◆ **The problem**: Line by line, please look for the word "connection" in the following records, then copy each line you find it in.

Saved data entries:
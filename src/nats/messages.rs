use serde::{Deserialize, Serialize};

/// Audio frame published to the recognition service
#[derive(Debug, Serialize, Deserialize)]
pub struct AudioFrameMessage {
    pub session_id: String,
    pub sequence: u64,
    pub pcm: String, // Base64-encoded PCM bytes
    pub sample_rate: u32,
    pub channels: u16,
    pub timestamp: String, // RFC3339 timestamp
    #[serde(rename = "final")]
    pub final_frame: bool,
}

/// Open-stream request published when a session starts
#[derive(Debug, Serialize, Deserialize)]
pub struct SessionOpenMessage {
    pub session_id: String,
    pub encoding: String,
    pub sample_rate_hertz: u32,
    pub language_code: String,
    pub interim_results: bool,
}

/// End-of-result offset as the service reports it
#[derive(Debug, Clone, Copy, Serialize, Deserialize)]
pub struct ResultEndTime {
    pub seconds: u64,
    pub nanos: u32,
}

impl ResultEndTime {
    pub fn to_millis(self) -> u64 {
        self.seconds * 1000 + (self.nanos as f64 / 1_000_000.0).round() as u64
    }
}

#[derive(Debug, Serialize, Deserialize)]
pub struct RecognitionAlternative {
    pub transcript: String,
}

/// Result message received from the recognition service
#[derive(Debug, Serialize, Deserialize)]
pub struct RecognitionResultMessage {
    pub session_id: String,
    pub result_end_time: ResultEndTime,
    pub is_final: bool,
    pub alternatives: Vec<RecognitionAlternative>,
}

/// Transcript event broadcast to subscribers
#[derive(Debug, Serialize, Deserialize)]
pub struct TranscriptEventMessage {
    /// Relay stream id, constant across restarts for one relay process
    pub session_id: String,
    /// Position on the corrected global timeline
    pub timestamp_ms: u64,
    pub text: String,
    pub partial: bool,
    pub timestamp: String, // RFC3339 wall-clock time of emission
}
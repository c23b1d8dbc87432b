use anyhow::Result;
use serde::Deserialize;

#[derive(Debug, Deserialize)]
pub struct Config {
    pub service: ServiceConfig,
    pub recognizer: RecognizerSettings,
    pub audio: AudioSettings,
    pub nats: NatsSettings,
    pub broadcast: BroadcastSettings,
}

#[derive(Debug, Deserialize)]
pub struct ServiceConfig {
    pub name: String,
}

#[derive(Debug, Deserialize)]
pub struct RecognizerSettings {
    /// BCP-47 language tag sent with each session-open request
    #[serde(default = "default_language")]
    pub language_code: String,

    #[serde(default = "default_sample_rate")]
    pub sample_rate_hertz: u32,

    /// Hard per-connection duration cap imposed by the recognition service.
    /// Each session is force-restarted when this expires.
    #[serde(default = "default_streaming_limit")]
    pub streaming_limit_ms: u64,

    #[serde(default = "default_true")]
    pub interim_results: bool,
}

#[derive(Debug, Deserialize)]
pub struct AudioSettings {
    #[serde(default = "default_sample_rate")]
    pub sample_rate: u32,

    #[serde(default = "default_channels")]
    pub channels: u16,

    /// Duration of one capture chunk in milliseconds
    #[serde(default = "default_chunk_ms")]
    pub chunk_ms: u64,
}

#[derive(Debug, Deserialize)]
pub struct NatsSettings {
    pub url: String,
}

#[derive(Debug, Deserialize)]
pub struct BroadcastSettings {
    /// Subject finalized transcript events are published on
    #[serde(default = "default_subject")]
    pub subject: String,

    /// Whether interim (revisable) fragments are broadcast as well
    #[serde(default = "default_true")]
    pub publish_interim: bool,
}

fn default_language() -> String {
    "pt-BR".to_string()
}

fn default_sample_rate() -> u32 {
    16000
}

fn default_streaming_limit() -> u64 {
    290_000
}

fn default_channels() -> u16 {
    1
}

fn default_chunk_ms() -> u64 {
    100
}

fn default_subject() -> String {
    "transcript".to_string()
}

fn default_true() -> bool {
    true
}

impl Config {
    pub fn load(path: &str) -> Result<Self> {
        let settings = config::Config::builder()
            .add_source(config::File::with_name(path))
            .build()?;

        Ok(settings.try_deserialize()?)
    }
}
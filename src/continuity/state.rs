// Continuity bookkeeping for an unbounded transcription stream built from a
// sequence of bounded recognition sessions.
//
// The recognition service caps the duration of a single streaming connection,
// so the stream is restarted before the cap and the tail of audio the dying
// session never finalized is replayed into the new one. Everything needed to
// splice the timeline back together lives in `ContinuityState`; the math is
// kept as pure methods so it can be tested without a pipeline.

use tracing::debug;

/// Lifecycle of the managed stream.
///
/// Legal transitions:
///   Idle -> SessionOpen          (first session opened)
///   SessionOpen -> Restarting    (streaming limit hit or stream error)
///   Restarting -> SessionOpen    (replacement session opened)
///   SessionOpen -> Closed        (audio source ended or shutdown)
///   Idle -> Closed               (shutdown before start)
///
/// A failed session open is not a transition: the state stays Idle or
/// Restarting until a later open succeeds, and no audio is written meanwhile.
#[derive(Debug, Clone, Copy, PartialEq, Eq)]
pub enum StreamState {
    Idle,
    SessionOpen,
    Restarting,
    Closed,
}

/// Replay window for one restart boundary.
#[derive(Debug, Clone, Copy, PartialEq, Eq)]
pub struct BridgePlan {
    /// Index of the first previous-buffer chunk to resend. Chunks before it
    /// were already acknowledged as finalized by the dying session.
    pub replay_from: usize,
}

/// Mutable continuity state, owned exclusively by one manager.
#[derive(Debug, Clone, Default)]
pub struct ContinuityState {
    /// Number of restarts so far (0 during the first session)
    pub restart_counter: u64,
    /// Correction term for audio resent across the last restart boundary
    pub bridging_offset_ms: i64,
    /// End time of the latest result, on the current session's own clock
    pub result_end_ms: u64,
    /// Watermark: latest audio time known to be safely finalized, cumulative
    /// across sessions
    pub final_request_end_ms: u64,
    /// End time of the latest finalized result in the current session
    pub is_final_end_ms: u64,
    pub last_transcript_was_final: bool,
}

impl ContinuityState {
    pub fn new() -> Self {
        Self::default()
    }

    /// Correct a per-session result end time onto the global timeline.
    ///
    /// Each session's clock starts at zero, so the global position is the
    /// session-local time plus one full streaming window per completed
    /// restart, minus the audio that was sent twice across the last boundary.
    pub fn corrected_time_ms(&self, result_end_ms: u64, streaming_limit_ms: u64) -> i64 {
        result_end_ms as i64 - self.bridging_offset_ms
            + (streaming_limit_ms * self.restart_counter) as i64
    }

    /// Record a result from the current session.
    pub fn observe_result(&mut self, result_end_ms: u64, is_final: bool) {
        self.result_end_ms = result_end_ms;
        if is_final {
            // Only finalized results advance the watermark candidate; interim
            // results can still be revised by the service.
            self.is_final_end_ms = result_end_ms;
            self.last_transcript_was_final = true;
        } else {
            self.last_transcript_was_final = false;
        }
    }

    /// Restart bookkeeping: advance the watermark to the last finalized end
    /// time iff the dying session produced any result, reset the per-session
    /// clock, and count the restart.
    pub fn begin_restart(&mut self) {
        if self.result_end_ms > 0 {
            self.final_request_end_ms = self.is_final_end_ms;
        }
        self.result_end_ms = 0;
        self.restart_counter += 1;
    }

    /// Compute the replay window for the first chunk written after a restart.
    ///
    /// `previous_len` is the number of chunks buffered during the dying
    /// session. Returns `None` when there is nothing to bridge (no previous
    /// audio, or a degenerate chunk duration).
    pub fn bridge_plan(&mut self, previous_len: usize, streaming_limit_ms: u64) -> Option<BridgePlan> {
        if previous_len == 0 {
            return None;
        }

        // Approximate duration of one buffered chunk: the full session window
        // divided by how many chunks were actually captured during it.
        let chunk_time_ms = streaming_limit_ms as f64 / previous_len as f64;
        if chunk_time_ms <= 0.0 {
            return None;
        }

        self.bridging_offset_ms = self
            .bridging_offset_ms
            .clamp(0, self.final_request_end_ms as i64);

        // Chunks the service already acknowledged as finalized can be skipped
        let chunks_from = ((self.final_request_end_ms as i64 - self.bridging_offset_ms) as f64
            / chunk_time_ms)
            .floor() as usize;
        let chunks_from = chunks_from.min(previous_len);

        // The replayed tail is audio counted twice on the global timeline;
        // remember its length for the next correction.
        self.bridging_offset_ms = ((previous_len - chunks_from) as f64 * chunk_time_ms) as i64;

        debug!(
            replay_from = chunks_from,
            replayed = previous_len - chunks_from,
            bridging_offset_ms = self.bridging_offset_ms,
            "Computed restart replay window"
        );

        Some(BridgePlan {
            replay_from: chunks_from,
        })
    }
}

◆ **Exercise output**:
    /// Hard per-connection duration cap imposed by the recognition service.
// The recognition service caps the duration of a single streaming connection,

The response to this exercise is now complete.